Stored data entries
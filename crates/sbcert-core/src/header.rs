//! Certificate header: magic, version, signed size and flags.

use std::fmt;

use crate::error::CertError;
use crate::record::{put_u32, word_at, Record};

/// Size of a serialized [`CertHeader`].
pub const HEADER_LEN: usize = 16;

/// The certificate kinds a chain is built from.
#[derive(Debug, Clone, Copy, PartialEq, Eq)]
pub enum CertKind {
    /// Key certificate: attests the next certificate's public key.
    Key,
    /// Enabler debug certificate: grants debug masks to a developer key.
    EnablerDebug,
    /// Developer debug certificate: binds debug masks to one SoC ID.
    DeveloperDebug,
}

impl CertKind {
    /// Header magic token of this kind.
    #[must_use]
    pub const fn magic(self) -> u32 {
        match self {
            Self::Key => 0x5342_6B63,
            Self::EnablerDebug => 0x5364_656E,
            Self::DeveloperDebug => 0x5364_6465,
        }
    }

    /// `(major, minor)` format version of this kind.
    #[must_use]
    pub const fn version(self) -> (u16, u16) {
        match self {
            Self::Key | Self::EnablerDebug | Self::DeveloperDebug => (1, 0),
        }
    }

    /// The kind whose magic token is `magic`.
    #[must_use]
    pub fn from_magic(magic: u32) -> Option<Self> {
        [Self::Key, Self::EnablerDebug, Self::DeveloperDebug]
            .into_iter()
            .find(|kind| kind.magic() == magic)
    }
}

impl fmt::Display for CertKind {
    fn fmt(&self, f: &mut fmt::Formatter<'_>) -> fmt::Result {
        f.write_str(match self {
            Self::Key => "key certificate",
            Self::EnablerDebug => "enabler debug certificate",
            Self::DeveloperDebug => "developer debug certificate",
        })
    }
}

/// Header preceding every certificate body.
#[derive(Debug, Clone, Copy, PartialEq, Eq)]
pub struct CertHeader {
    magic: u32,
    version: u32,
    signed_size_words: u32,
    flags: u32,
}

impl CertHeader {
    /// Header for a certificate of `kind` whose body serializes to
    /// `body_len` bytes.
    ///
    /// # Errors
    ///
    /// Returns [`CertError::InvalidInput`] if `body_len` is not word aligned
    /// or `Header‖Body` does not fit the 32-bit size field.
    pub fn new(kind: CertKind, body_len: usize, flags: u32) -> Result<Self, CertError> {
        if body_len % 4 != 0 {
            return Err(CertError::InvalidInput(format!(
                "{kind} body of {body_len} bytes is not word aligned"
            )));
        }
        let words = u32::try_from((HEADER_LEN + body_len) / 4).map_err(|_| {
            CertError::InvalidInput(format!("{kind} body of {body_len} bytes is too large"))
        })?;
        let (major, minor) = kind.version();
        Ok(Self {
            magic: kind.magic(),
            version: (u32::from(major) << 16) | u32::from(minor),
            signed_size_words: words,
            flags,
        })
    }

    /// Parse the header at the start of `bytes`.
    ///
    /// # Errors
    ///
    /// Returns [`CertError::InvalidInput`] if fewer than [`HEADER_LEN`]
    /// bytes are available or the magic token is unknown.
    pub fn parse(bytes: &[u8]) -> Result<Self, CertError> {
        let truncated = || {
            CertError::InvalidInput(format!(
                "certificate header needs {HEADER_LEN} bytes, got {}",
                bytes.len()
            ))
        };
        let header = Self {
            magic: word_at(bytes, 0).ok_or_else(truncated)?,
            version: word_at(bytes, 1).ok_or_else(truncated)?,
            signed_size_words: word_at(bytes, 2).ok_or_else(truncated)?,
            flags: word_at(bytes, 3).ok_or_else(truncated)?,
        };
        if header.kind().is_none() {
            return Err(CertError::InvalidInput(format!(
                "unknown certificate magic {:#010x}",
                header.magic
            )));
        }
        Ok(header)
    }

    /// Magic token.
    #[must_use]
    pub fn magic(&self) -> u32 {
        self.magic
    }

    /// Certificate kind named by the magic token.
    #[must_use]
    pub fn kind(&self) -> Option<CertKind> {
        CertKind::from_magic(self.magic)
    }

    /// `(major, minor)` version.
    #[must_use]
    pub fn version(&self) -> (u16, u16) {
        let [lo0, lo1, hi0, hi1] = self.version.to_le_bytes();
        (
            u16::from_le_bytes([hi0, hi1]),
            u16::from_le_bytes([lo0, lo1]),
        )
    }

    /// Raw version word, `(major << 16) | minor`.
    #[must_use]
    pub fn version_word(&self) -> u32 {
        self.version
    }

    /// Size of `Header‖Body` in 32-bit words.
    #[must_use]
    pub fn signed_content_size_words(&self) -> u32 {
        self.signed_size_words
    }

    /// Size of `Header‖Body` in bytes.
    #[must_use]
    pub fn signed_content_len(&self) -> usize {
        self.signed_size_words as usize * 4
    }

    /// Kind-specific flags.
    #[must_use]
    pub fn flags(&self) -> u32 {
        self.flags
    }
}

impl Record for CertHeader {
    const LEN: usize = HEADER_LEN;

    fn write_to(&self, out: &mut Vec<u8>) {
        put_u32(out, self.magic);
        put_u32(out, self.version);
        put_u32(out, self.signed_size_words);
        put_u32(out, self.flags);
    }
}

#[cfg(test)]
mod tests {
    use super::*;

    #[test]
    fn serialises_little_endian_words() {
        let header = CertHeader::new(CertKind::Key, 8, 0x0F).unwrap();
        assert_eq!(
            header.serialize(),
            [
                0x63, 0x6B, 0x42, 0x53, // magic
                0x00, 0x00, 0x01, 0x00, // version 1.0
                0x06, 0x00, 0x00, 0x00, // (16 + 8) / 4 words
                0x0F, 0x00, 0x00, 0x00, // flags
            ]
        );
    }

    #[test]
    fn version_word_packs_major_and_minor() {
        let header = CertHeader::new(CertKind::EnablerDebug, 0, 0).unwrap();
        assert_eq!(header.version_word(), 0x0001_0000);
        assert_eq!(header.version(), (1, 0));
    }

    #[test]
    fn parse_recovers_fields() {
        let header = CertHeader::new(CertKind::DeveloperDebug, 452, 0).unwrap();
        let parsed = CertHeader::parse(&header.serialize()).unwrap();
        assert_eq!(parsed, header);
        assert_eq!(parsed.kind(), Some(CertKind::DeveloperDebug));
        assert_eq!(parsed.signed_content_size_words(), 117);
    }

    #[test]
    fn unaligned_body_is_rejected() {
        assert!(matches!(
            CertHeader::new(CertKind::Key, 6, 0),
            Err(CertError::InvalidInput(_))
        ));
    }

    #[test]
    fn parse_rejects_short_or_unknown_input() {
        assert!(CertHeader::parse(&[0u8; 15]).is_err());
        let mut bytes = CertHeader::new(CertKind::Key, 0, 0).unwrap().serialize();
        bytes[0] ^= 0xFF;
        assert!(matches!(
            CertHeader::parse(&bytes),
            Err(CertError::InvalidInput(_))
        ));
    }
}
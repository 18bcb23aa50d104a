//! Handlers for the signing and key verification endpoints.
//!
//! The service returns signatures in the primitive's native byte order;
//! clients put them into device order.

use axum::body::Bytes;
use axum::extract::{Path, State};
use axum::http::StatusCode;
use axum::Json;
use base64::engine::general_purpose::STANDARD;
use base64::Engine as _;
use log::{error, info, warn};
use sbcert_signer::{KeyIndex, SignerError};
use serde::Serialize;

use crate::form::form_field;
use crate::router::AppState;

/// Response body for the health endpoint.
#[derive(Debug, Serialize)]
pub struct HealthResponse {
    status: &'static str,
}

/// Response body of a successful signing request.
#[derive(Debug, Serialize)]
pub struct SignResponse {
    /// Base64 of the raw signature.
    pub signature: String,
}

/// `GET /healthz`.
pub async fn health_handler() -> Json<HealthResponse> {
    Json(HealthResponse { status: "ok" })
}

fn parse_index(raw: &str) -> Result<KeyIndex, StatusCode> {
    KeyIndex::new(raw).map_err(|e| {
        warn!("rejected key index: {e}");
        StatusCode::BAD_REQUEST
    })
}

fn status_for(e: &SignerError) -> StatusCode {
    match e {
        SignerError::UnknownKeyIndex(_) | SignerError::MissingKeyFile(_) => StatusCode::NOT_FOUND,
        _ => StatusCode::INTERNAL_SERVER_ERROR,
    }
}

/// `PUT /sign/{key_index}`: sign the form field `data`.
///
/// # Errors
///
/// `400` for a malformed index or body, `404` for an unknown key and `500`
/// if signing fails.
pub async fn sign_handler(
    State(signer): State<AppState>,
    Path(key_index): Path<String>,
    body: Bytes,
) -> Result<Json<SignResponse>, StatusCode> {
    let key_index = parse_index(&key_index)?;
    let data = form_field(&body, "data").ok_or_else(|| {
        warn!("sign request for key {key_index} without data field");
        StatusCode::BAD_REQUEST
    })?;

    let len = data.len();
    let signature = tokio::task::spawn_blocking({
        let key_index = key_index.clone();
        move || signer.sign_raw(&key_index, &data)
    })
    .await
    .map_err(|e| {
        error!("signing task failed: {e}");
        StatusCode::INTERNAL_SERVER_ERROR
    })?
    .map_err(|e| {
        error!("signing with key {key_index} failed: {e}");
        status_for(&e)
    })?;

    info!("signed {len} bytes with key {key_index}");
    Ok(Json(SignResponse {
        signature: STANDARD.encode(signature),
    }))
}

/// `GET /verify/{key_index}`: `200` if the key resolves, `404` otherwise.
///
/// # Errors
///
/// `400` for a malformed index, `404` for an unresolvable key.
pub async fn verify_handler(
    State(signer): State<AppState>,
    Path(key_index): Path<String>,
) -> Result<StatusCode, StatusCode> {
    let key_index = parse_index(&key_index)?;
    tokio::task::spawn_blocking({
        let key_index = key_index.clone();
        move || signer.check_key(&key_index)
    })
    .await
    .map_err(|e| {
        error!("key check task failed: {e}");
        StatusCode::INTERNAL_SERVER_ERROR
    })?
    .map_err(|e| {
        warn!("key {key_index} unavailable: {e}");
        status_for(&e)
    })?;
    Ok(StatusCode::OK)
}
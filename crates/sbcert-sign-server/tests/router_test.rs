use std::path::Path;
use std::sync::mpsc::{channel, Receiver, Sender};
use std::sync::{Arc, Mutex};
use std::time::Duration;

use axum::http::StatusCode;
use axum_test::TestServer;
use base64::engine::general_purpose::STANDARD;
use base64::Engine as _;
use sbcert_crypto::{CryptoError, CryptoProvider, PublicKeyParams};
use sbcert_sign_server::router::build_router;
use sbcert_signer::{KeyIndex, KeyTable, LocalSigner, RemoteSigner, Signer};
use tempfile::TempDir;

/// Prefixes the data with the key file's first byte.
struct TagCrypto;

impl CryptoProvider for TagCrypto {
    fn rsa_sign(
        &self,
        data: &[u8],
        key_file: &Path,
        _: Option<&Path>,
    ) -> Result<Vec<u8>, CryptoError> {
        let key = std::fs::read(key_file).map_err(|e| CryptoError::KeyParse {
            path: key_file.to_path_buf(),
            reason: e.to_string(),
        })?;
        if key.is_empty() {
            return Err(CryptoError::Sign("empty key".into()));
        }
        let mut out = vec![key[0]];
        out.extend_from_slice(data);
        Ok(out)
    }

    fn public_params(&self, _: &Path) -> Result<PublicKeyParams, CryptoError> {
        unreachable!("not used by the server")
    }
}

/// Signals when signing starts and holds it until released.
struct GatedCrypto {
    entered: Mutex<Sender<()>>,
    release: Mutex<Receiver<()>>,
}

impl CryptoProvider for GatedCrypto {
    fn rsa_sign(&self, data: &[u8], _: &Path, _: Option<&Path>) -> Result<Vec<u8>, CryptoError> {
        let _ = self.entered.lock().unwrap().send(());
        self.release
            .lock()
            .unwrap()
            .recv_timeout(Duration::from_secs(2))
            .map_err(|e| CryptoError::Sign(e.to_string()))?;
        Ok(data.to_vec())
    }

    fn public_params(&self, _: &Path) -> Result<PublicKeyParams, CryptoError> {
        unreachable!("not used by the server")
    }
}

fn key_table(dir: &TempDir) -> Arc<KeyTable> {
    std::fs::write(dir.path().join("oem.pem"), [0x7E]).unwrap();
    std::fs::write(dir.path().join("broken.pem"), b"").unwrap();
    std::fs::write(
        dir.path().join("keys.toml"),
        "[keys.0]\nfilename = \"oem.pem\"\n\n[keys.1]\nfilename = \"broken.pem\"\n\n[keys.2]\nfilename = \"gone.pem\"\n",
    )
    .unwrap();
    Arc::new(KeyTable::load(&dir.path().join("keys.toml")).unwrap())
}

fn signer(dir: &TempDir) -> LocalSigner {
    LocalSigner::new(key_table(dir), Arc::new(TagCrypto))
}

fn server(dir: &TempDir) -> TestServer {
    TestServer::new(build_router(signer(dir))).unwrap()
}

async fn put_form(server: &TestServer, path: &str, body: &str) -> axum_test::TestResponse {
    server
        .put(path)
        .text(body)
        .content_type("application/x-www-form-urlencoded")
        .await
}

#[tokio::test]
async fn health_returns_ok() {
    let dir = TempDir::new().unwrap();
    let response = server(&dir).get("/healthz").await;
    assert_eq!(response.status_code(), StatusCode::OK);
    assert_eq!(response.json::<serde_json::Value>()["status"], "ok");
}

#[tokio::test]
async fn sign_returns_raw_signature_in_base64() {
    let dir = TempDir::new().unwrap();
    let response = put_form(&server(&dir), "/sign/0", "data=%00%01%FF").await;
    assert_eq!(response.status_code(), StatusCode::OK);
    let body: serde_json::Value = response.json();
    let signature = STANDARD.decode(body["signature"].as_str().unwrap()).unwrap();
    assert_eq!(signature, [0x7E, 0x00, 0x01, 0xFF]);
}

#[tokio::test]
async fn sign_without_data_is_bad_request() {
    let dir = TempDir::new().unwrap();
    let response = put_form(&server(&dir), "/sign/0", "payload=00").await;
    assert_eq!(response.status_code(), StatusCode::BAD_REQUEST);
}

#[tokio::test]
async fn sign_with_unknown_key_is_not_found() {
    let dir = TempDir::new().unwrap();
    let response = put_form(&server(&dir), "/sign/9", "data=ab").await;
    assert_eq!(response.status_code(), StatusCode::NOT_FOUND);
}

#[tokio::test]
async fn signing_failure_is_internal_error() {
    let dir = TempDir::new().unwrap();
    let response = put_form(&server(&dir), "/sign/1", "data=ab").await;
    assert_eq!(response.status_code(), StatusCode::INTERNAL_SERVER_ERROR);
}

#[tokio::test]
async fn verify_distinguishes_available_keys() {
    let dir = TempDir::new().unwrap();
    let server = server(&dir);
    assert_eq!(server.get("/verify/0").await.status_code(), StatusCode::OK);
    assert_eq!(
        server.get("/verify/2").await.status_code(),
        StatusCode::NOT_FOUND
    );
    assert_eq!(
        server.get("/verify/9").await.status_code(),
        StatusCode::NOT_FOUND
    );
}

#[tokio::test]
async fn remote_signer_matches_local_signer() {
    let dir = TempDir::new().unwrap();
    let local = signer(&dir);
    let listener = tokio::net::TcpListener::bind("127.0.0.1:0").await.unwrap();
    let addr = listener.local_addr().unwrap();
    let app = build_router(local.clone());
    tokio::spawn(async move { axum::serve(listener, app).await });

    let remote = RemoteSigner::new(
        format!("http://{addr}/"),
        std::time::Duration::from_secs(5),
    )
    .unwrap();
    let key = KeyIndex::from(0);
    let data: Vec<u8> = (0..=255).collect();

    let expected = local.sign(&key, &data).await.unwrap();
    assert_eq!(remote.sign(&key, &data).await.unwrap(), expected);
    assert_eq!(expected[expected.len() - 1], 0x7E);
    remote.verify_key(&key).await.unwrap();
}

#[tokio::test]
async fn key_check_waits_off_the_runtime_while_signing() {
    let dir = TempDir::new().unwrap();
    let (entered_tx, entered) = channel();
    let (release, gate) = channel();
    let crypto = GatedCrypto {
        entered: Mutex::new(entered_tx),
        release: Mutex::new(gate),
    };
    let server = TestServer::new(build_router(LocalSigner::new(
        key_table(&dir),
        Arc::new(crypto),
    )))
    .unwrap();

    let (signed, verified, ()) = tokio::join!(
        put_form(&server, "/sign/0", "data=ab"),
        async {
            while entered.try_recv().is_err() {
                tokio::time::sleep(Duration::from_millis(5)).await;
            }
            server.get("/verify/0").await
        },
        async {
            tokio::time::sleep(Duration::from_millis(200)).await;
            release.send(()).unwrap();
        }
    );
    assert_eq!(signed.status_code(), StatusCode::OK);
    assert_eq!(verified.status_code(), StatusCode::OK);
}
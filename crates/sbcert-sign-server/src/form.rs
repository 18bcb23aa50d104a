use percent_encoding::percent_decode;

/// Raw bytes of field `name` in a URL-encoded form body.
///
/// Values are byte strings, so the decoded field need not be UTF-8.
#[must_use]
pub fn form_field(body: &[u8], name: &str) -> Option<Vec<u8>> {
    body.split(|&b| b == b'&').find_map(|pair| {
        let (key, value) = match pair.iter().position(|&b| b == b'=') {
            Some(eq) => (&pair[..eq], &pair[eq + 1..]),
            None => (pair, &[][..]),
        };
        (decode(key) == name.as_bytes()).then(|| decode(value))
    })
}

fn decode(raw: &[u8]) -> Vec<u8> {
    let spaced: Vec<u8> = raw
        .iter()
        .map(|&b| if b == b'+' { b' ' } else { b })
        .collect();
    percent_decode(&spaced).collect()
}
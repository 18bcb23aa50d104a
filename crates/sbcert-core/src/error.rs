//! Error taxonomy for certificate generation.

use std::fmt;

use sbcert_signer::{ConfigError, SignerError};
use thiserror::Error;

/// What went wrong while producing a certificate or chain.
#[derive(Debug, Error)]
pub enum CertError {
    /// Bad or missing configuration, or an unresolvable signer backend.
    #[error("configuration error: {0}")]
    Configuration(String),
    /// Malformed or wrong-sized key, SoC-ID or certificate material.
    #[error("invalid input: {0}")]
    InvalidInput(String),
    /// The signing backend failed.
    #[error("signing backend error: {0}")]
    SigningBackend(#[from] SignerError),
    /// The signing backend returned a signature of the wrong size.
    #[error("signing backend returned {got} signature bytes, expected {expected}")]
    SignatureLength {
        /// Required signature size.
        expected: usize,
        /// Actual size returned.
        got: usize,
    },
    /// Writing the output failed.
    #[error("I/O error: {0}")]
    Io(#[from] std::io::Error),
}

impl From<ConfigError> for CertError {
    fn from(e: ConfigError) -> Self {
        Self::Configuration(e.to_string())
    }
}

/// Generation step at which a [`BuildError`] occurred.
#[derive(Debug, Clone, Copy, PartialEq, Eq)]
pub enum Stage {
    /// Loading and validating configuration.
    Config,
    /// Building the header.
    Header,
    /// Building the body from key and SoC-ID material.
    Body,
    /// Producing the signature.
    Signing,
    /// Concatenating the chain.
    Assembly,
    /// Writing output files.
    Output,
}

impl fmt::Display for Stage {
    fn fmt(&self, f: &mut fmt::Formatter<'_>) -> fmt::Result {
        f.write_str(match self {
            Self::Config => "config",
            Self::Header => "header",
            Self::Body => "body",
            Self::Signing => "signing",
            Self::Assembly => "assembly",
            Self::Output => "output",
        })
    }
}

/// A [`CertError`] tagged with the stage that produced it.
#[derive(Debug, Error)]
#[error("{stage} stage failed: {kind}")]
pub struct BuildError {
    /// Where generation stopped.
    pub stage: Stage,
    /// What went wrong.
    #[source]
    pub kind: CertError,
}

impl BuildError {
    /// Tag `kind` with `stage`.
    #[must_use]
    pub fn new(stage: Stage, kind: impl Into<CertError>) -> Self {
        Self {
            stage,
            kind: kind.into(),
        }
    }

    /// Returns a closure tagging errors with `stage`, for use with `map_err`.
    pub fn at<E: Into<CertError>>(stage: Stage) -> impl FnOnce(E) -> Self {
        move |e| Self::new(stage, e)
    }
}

Task to complete
Provide the count of lines in the records above that hold the word "LocalSigner", with no other text.

Exercise result
4